ENTRIES PROVIDED START
//! Shared-world families: scenario modules, kerbal roster, time warp
//! subspaces and space-center facilities.

define_payload! {
    ScenarioRequest {}
}

define_payload! {
    /// One serialized scenario module
    ScenarioData {
        module: String,
        data: Vec<u8>,
    }
}

define_family! {
    Scenario => ScenarioPayload, ScenarioMessageType {
        Request = 0 => ScenarioRequest,
        Data = 1 => ScenarioData,
    }
}

define_payload! {
    KerbalRequest {}
}

define_payload! {
    KerbalReply {
        kerbal_names: Vec<String>,
    }
}

define_payload! {
    KerbalProto {
        kerbal_name: String,
        kerbal_data: Vec<u8>,
    }
}

define_payload! {
    KerbalRemove {
        kerbal_name: String,
    }
}

define_family! {
    Kerbal => KerbalPayload, KerbalMessageType {
        Request = 0 => KerbalRequest,
        Reply = 1 => KerbalReply,
        Proto = 2 => KerbalProto,
        Remove = 3 => KerbalRemove,
    }
}

define_payload! {
    WarpSubspacesRequest {}
}

define_payload! {
    /// Known subspaces, index-aligned
    WarpSubspacesReply {
        subspace_keys: Vec<i32>,
        server_time_differences: Vec<f64>,
        player_names: Vec<String>,
    }
}

define_payload! {
    WarpNewSubspace {
        subspace_key: i32,
        server_time_difference: f64,
        player_creator: String,
    }
}

define_payload! {
    WarpChangeSubspace {
        player_name: String,
        subspace: i32,
    }
}

define_family! {
    /// Time warp subspace coordination
    Warp => WarpPayload, WarpMessageType {
        SubspacesRequest = 0 => WarpSubspacesRequest,
        SubspacesReply = 1 => WarpSubspacesReply,
        NewSubspace = 2 => WarpNewSubspace,
        ChangeSubspace = 3 => WarpChangeSubspace,
    }
}

define_payload! {
    FacilityCollapse {
        object_id: String,
    }
}

define_payload! {
    FacilityRepair {
        object_id: String,
    }
}

define_payload! {
    FacilityUpgrade {
        object_id: String,
        level: i32,
    }
}

define_family! {
    Facility => FacilityPayload, FacilityMessageType {
        Collapse = 0 => FacilityCollapse,
        Repair = 1 => FacilityRepair,
        Upgrade = 2 => FacilityUpgrade,
    }
}
//! Session-level families: handshake, server settings, MOTD, player presence
//! and administrator lists.

use uuid::Uuid;

define_payload! {
    /// Client opens a session
    HandshakeRequest {
        player_name: String,
        public_key: String,
    }
}

define_payload! {
    /// Server nonce the client must sign
    HandshakeChallenge {
        challenge: Vec<u8>,
    }
}

define_payload! {
    /// Signed answer to a challenge
    HandshakeResponse {
        player_name: String,
        public_key: String,
        challenge_signature: String,
    }
}

define_payload! {
    /// Server verdict on a handshake
    HandshakeReply {
        /// 0 = accepted, anything else is a rejection code
        response: u8,
        reason: String,
        mod_control: u8,
        server_start_time: i64,
        player_id: Uuid,
        mod_file_data: Vec<u8>,
    }
}

define_family! {
    /// Session establishment
    Handshake => HandshakePayload, HandshakeMessageType {
        Request = 0 => HandshakeRequest,
        Challenge = 1 => HandshakeChallenge,
        Response = 2 => HandshakeResponse,
        Reply = 3 => HandshakeReply,
    }
}

define_payload! {
    SettingsRequest {}
}

define_payload! {
    /// Server-wide gameplay settings
    SettingsReply {
        warp_mode: u8,
        game_mode: u8,
        allow_cheats: bool,
        max_players: u16,
        vessel_update_interval_ms: u32,
        secondary_update_interval_ms: u32,
        console_identifier: String,
    }
}

define_family! {
    Settings => SettingsPayload, SettingsMessageType {
        Request = 0 => SettingsRequest,
        Reply = 1 => SettingsReply,
    }
}

define_payload! {
    MotdRequest {}
}

define_payload! {
    MotdReply {
        message: String,
    }
}

define_family! {
    /// Message of the day
    Motd => MotdPayload, MotdMessageType {
        Request = 0 => MotdRequest,
        Reply = 1 => MotdReply,
    }
}

define_payload! {
    PlayerStatusRequest {}
}

define_payload! {
    /// Snapshot of every connected player's status, index-aligned
    PlayerStatusReply {
        player_names: Vec<String>,
        vessel_texts: Vec<String>,
        status_texts: Vec<String>,
    }
}

define_payload! {
    PlayerStatusSet {
        player_name: String,
        vessel_text: String,
        status_text: String,
    }
}

define_family! {
    PlayerStatus => PlayerStatusPayload, PlayerStatusMessageType {
        Request = 0 => PlayerStatusRequest,
        Reply = 1 => PlayerStatusReply,
        Set = 2 => PlayerStatusSet,
    }
}

define_payload! {
    /// A player joined or left the server
    PlayerConnectionChange {
        player_name: String,
        joined: bool,
    }
}

define_family! {
    /// Single-shape family, always SubType 0
    PlayerConnection => PlayerConnectionPayload, PlayerConnectionMessageType {
        Change = 0 => PlayerConnectionChange,
    }
}

define_payload! {
    AdminListRequest {}
}

define_payload! {
    AdminListReply {
        admins: Vec<String>,
    }
}

define_payload! {
    AdminAdd {
        player_name: String,
    }
}

define_payload! {
    AdminRemove {
        player_name: String,
    }
}

define_family! {
    Admin => AdminPayload, AdminMessageType {
        ListRequest = 0 => AdminListRequest,
        ListReply = 1 => AdminListReply,
        Add = 2 => AdminAdd,
        Remove = 3 => AdminRemove,
    }
}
ENTRIES PROVIDED END
WORK TO BE COMPLETED:
Render the whole set of entries again, exactly as given.

OUTPUT:
//! Shared-world families: scenario modules, kerbal roster, time warp
//! subspaces and space-center facilities.

define_payload! {
    ScenarioRequest {}
}

define_payload! {
    /// One serialized scenario module
    ScenarioData {
        module: String,
        data: Vec<u8>,
    }
}

define_family! {
    Scenario => ScenarioPayload, ScenarioMessageType {
        Request = 0 => ScenarioRequest,
        Data = 1 => ScenarioData,
    }
}

define_payload! {
    KerbalRequest {}
}

define_payload! {
    KerbalReply {
        kerbal_names: Vec<String>,
    }
}

define_payload! {
    KerbalProto {
        kerbal_name: String,
        kerbal_data: Vec<u8>,
    }
}

define_payload! {
    KerbalRemove {
        kerbal_name: String,
    }
}

define_family! {
    Kerbal => KerbalPayload, KerbalMessageType {
        Request = 0 => KerbalRequest,
        Reply = 1 => KerbalReply,
        Proto = 2 => KerbalProto,
        Remove = 3 => KerbalRemove,
    }
}

define_payload! {
    WarpSubspacesRequest {}
}

define_payload! {
    /// Known subspaces, index-aligned
    WarpSubspacesReply {
        subspace_keys: Vec<i32>,
        server_time_differences: Vec<f64>,
        player_names: Vec<String>,
    }
}

define_payload! {
    WarpNewSubspace {
        subspace_key: i32,
        server_time_difference: f64,
        player_creator: String,
    }
}

define_payload! {
    WarpChangeSubspace {
        player_name: String,
        subspace: i32,
    }
}

define_family! {
    /// Time warp subspace coordination
    Warp => WarpPayload, WarpMessageType {
        SubspacesRequest = 0 => WarpSubspacesRequest,
        SubspacesReply = 1 => WarpSubspacesReply,
        NewSubspace = 2 => WarpNewSubspace,
        ChangeSubspace = 3 => WarpChangeSubspace,
    }
}

define_payload! {
    FacilityCollapse {
        object_id: String,
    }
}

define_payload! {
    FacilityRepair {
        object_id: String,
    }
}

define_payload! {
    FacilityUpgrade {
        object_id: String,
        level: i32,
    }
}

define_family! {
    Facility => FacilityPayload, FacilityMessageType {
        Collapse = 0 => FacilityCollapse,
        Repair = 1 => FacilityRepair,
        Upgrade = 2 => FacilityUpgrade,
    }
}
//! Session-level families: handshake, server settings, MOTD, player presence
//! and administrator lists.

use uuid::Uuid;

define_payload! {
    /// Client opens a session
    HandshakeRequest {
        player_name: String,
        public_key: String,
    }
}

define_payload! {
    /// Server nonce the client must sign
    HandshakeChallenge {
        challenge: Vec<u8>,
    }
}

define_payload! {
    /// Signed answer to a challenge
    HandshakeResponse {
        player_name: String,
        public_key: String,
        challenge_signature: String,
    }
}

define_payload! {
    /// Server verdict on a handshake
    HandshakeReply {
        /// 0 = accepted, anything else is a rejection code
        response: u8,
        reason: String,
        mod_control: u8,
        server_start_time: i64,
        player_id: Uuid,
        mod_file_data: Vec<u8>,
    }
}

define_family! {
    /// Session establishment
    Handshake => HandshakePayload, HandshakeMessageType {
        Request = 0 => HandshakeRequest,
        Challenge = 1 => HandshakeChallenge,
        Response = 2 => HandshakeResponse,
        Reply = 3 => HandshakeReply,
    }
}

define_payload! {
    SettingsRequest {}
}

define_payload! {
    /// Server-wide gameplay settings
    SettingsReply {
        warp_mode: u8,
        game_mode: u8,
        allow_cheats: bool,
        max_players: u16,
        vessel_update_interval_ms: u32,
        secondary_update_interval_ms: u32,
        console_identifier: String,
    }
}

define_family! {
    Settings => SettingsPayload, SettingsMessageType {
        Request = 0 => SettingsRequest,
        Reply = 1 => SettingsReply,
    }
}

define_payload! {
    MotdRequest {}
}

define_payload! {
    MotdReply {
        message: String,
    }
}

define_family! {
    /// Message of the day
    Motd => MotdPayload, MotdMessageType {
        Request = 0 => MotdRequest,
        Reply = 1 => MotdReply,
    }
}

define_payload! {
    PlayerStatusRequest {}
}

define_payload! {
    /// Snapshot of every connected player's status, index-aligned
    PlayerStatusReply {
        player_names: Vec<String>,
        vessel_texts: Vec<String>,
        status_texts: Vec<String>,
    }
}

define_payload! {
    PlayerStatusSet {
        player_name: String,
        vessel_text: String,
        status_text: String,
    }
}

define_family! {
    PlayerStatus => PlayerStatusPayload, PlayerStatusMessageType {
        Request = 0 => PlayerStatusRequest,
        Reply = 1 => PlayerStatusReply,
        Set = 2 => PlayerStatusSet,
    }
}

define_payload! {
    /// A player joined or left the server
    PlayerConnectionChange {
        player_name: String,
        joined: bool,
    }
}

define_family! {
    /// Single-shape family, always SubType 0
    PlayerConnection => PlayerConnectionPayload, PlayerConnectionMessageType {
        Change = 0 => PlayerConnectionChange,
    }
}

define_payload! {
    AdminListRequest {}
}

define_payload! {
    AdminListReply {
        admins: Vec<String>,
    }
}

define_payload! {
    AdminAdd {
        player_name: String,
    }
}

define_payload! {
    AdminRemove {
        player_name: String,
    }
}

define_family! {
    Admin => AdminPayload, AdminMessageType {
        ListRequest = 0 => AdminListRequest,
        ListReply = 1 => AdminListReply,
        Add = 2 => AdminAdd,
        Remove = 3 => AdminRemove,
    }
}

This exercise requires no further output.